All records should be reproduced verbatim.
┄┄┄┄┄┄┄┄┄┄┄┄┄┄┄┄┄┄┄┄
//! Remote tool families: thin HTTP forwarders.
//!
//! Tool semantics (paper-search ranking, financial metric math) live in the
//! remote services; this client only forwards `invoke(tool_name, arguments)`
//! and maps transport failures onto [`ToolError`]s. Each family gets its own
//! circuit breaker, so one unhealthy backend cannot drag down the others.

use std::collections::HashMap;
use std::sync::Arc;
use std::time::Duration;

use serde::Deserialize;
use tracing::warn;

use switchboard_application::{BreakerConfig, CircuitBreaker, GuardedCall};
use switchboard_domain::{ToolCall, ToolDefinition, ToolError, ToolParameter, ToolResult};

/// A configured remote tool family.
struct RemoteFamily {
    endpoint: String,
    breaker: Arc<CircuitBreaker>,
}

/// HTTP forwarder for remote tool families.
pub struct RemoteToolClient {
    client: reqwest::Client,
    families: HashMap<String, RemoteFamily>,
    timeout: Duration,
}

#[derive(Debug, Deserialize)]
struct RemoteToolResponse {
    #[serde(default)]
    output: Option<String>,
    #[serde(default)]
    error: Option<String>,
}

impl RemoteToolClient {
    /// `endpoints` maps family name → forwarding URL.
    pub fn new(
        endpoints: &HashMap<String, String>,
        breaker_config: BreakerConfig,
        timeout: Duration,
    ) -> Result<Self, ToolError> {
        let client = reqwest::Client::builder()
            .timeout(timeout)
            .build()
            .map_err(|e| ToolError::ExecutionFailed(format!("http client: {e}")))?;

        let families = endpoints
            .iter()
            .map(|(name, endpoint)| {
                let breaker = Arc::new(CircuitBreaker::new(
                    format!("tools.{name}"),
                    breaker_config.clone(),
                ));
                (
                    name.clone(),
                    RemoteFamily {
                        endpoint: endpoint.clone(),
                        breaker,
                    },
                )
            })
            .collect();

        Ok(Self {
            client,
            families,
            timeout,
        })
    }

    pub fn family_names(&self) -> Vec<&str> {
        self.families.keys().map(|s| s.as_str()).collect()
    }

    pub fn has_family(&self, name: &str) -> bool {
        self.families.contains_key(name)
    }

    /// Generic definitions for the configured families. The remote side owns
    /// the real argument semantics; a free-form query parameter is the
    /// uniform contract.
    pub fn definitions(&self) -> Vec<ToolDefinition> {
        let mut names: Vec<&String> = self.families.keys().collect();
        names.sort();
        names
            .into_iter()
            .map(|name| {
                ToolDefinition::new(
                    name.clone(),
                    format!("Remote tool family '{name}'"),
                )
                .with_parameter(ToolParameter::new("query", "Free-form query", false))
            })
            .collect()
    }

    /// Forward one invocation to its family endpoint.
    pub async fn invoke(&self, call: &ToolCall) -> ToolResult {
        let Some(family) = self.families.get(&call.tool_name) else {
            return ToolResult::failure(
                &call.tool_name,
                ToolError::NotFound(format!("unknown remote tool: {}", call.tool_name)),
            );
        };

        let request = self
            .client
            .post(&family.endpoint)
            .json(&serde_json::json!({
                "tool": call.tool_name,
                "arguments": call.arguments,
            }))
            .send();

        let outcome = family
            .breaker
            .call(self.timeout, async {
                let response = request.await.map_err(|e| {
                    if e.is_timeout() {
                        ToolError::Timeout(call.tool_name.clone())
                    } else {
                        ToolError::ExecutionFailed(e.to_string())
                    }
                })?;
                if !response.status().is_success() {
                    return Err(ToolError::ExecutionFailed(format!(
                        "status {}",
                        response.status()
                    )));
                }
                response
                    .json::<RemoteToolResponse>()
                    .await
                    .map_err(|e| ToolError::ExecutionFailed(format!("bad response: {e}")))
            })
            .await;

        match outcome {
            Ok(RemoteToolResponse {
                output: Some(output),
                ..
            }) => ToolResult::success(&call.tool_name, output),
            Ok(RemoteToolResponse { error, .. }) => ToolResult::failure(
                &call.tool_name,
                ToolError::ExecutionFailed(
                    error.unwrap_or_else(|| "empty remote response".to_string()),
                ),
            ),
            Err(GuardedCall::Open(_)) => {
                warn!(tool = %call.tool_name, "Remote tool family breaker open");
                ToolResult::failure(
                    &call.tool_name,
                    ToolError::ExecutionFailed(format!(
                        "'{}' is temporarily unavailable",
                        call.tool_name
                    )),
                )
            }
            Err(GuardedCall::Timeout) => ToolResult::failure(
                &call.tool_name,
                ToolError::Timeout(call.tool_name.clone()),
            ),
            Err(GuardedCall::Inner(error)) => ToolResult::failure(&call.tool_name, error),
        }
    }
}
┄┄┄┄┄┄┄┄┄┄┄┄┄┄┄┄┄┄┄┄
_TASK OUTPUT_:
//! Remote tool families: thin HTTP forwarders.
//!
//! Tool semantics (paper-search ranking, financial metric math) live in the
//! remote services; this client only forwards `invoke(tool_name, arguments)`
//! and maps transport failures onto [`ToolError`]s. Each family gets its own
//! circuit breaker, so one unhealthy backend cannot drag down the others.

use std::collections::HashMap;
use std::sync::Arc;
use std::time::Duration;

use serde::Deserialize;
use tracing::warn;

use switchboard_application::{BreakerConfig, CircuitBreaker, GuardedCall};
use switchboard_domain::{ToolCall, ToolDefinition, ToolError, ToolParameter, ToolResult};

/// A configured remote tool family.
struct RemoteFamily {
    endpoint: String,
    breaker: Arc<CircuitBreaker>,
}

/// HTTP forwarder for remote tool families.
pub struct RemoteToolClient {
    client: reqwest::Client,
    families: HashMap<String, RemoteFamily>,
    timeout: Duration,
}

#[derive(Debug, Deserialize)]
struct RemoteToolResponse {
    #[serde(default)]
    output: Option<String>,
    #[serde(default)]
    error: Option<String>,
}

impl RemoteToolClient {
    /// `endpoints` maps family name → forwarding URL.
    pub fn new(
        endpoints: &HashMap<String, String>,
        breaker_config: BreakerConfig,
        timeout: Duration,
    ) -> Result<Self, ToolError> {
        let client = reqwest::Client::builder()
            .timeout(timeout)
            .build()
            .map_err(|e| ToolError::ExecutionFailed(format!("http client: {e}")))?;

        let families = endpoints
            .iter()
            .map(|(name, endpoint)| {
                let breaker = Arc::new(CircuitBreaker::new(
                    format!("tools.{name}"),
                    breaker_config.clone(),
                ));
                (
                    name.clone(),
                    RemoteFamily {
                        endpoint: endpoint.clone(),
                        breaker,
                    },
                )
            })
            .collect();

        Ok(Self {
            client,
            families,
            timeout,
        })
    }

    pub fn family_names(&self) -> Vec<&str> {
        self.families.keys().map(|s| s.as_str()).collect()
    }

    pub fn has_family(&self, name: &str) -> bool {
        self.families.contains_key(name)
    }

    /// Generic definitions for the configured families. The remote side owns
    /// the real argument semantics; a free-form query parameter is the
    /// uniform contract.
    pub fn definitions(&self) -> Vec<ToolDefinition> {
        let mut names: Vec<&String> = self.families.keys().collect();
        names.sort();
        names
            .into_iter()
            .map(|name| {
                ToolDefinition::new(
                    name.clone(),
                    format!("Remote tool family '{name}'"),
                )
                .with_parameter(ToolParameter::new("query", "Free-form query", false))
            })
            .collect()
    }

    /// Forward one invocation to its family endpoint.
    pub async fn invoke(&self, call: &ToolCall) -> ToolResult {
        let Some(family) = self.families.get(&call.tool_name) else {
            return ToolResult::failure(
                &call.tool_name,
                ToolError::NotFound(format!("unknown remote tool: {}", call.tool_name)),
            );
        };

        let request = self
            .client
            .post(&family.endpoint)
            .json(&serde_json::json!({
                "tool": call.tool_name,
                "arguments": call.arguments,
            }))
            .send();

        let outcome = family
            .breaker
            .call(self.timeout, async {
                let response = request.await.map_err(|e| {
                    if e.is_timeout() {
                        ToolError::Timeout(call.tool_name.clone())
                    } else {
                        ToolError::ExecutionFailed(e.to_string())
                    }
                })?;
                if !response.status().is_success() {
                    return Err(ToolError::ExecutionFailed(format!(
                        "status {}",
                        response.status()
                    )));
                }
                response
                    .json::<RemoteToolResponse>()
                    .await
                    .map_err(|e| ToolError::ExecutionFailed(format!("bad response: {e}")))
            })
            .await;

        match outcome {
            Ok(RemoteToolResponse {
                output: Some(output),
                ..
            }) => ToolResult::success(&call.tool_name, output),
            Ok(RemoteToolResponse { error, .. }) => ToolResult::failure(
                &call.tool_name,
                ToolError::ExecutionFailed(
                    error.unwrap_or_else(|| "empty remote response".to_string()),
                ),
            ),
            Err(GuardedCall::Open(_)) => {
                warn!(tool = %call.tool_name, "Remote tool family breaker open");
                ToolResult::failure(
                    &call.tool_name,
                    ToolError::ExecutionFailed(format!(
                        "'{}' is temporarily unavailable",
                        call.tool_name
                    )),
                )
            }
            Err(GuardedCall::Timeout) => ToolResult::failure(
                &call.tool_name,
                ToolError::Timeout(call.tool_name.clone()),
            ),
            Err(GuardedCall::Inner(error)) => ToolResult::failure(&call.tool_name, error),
        }
    }
}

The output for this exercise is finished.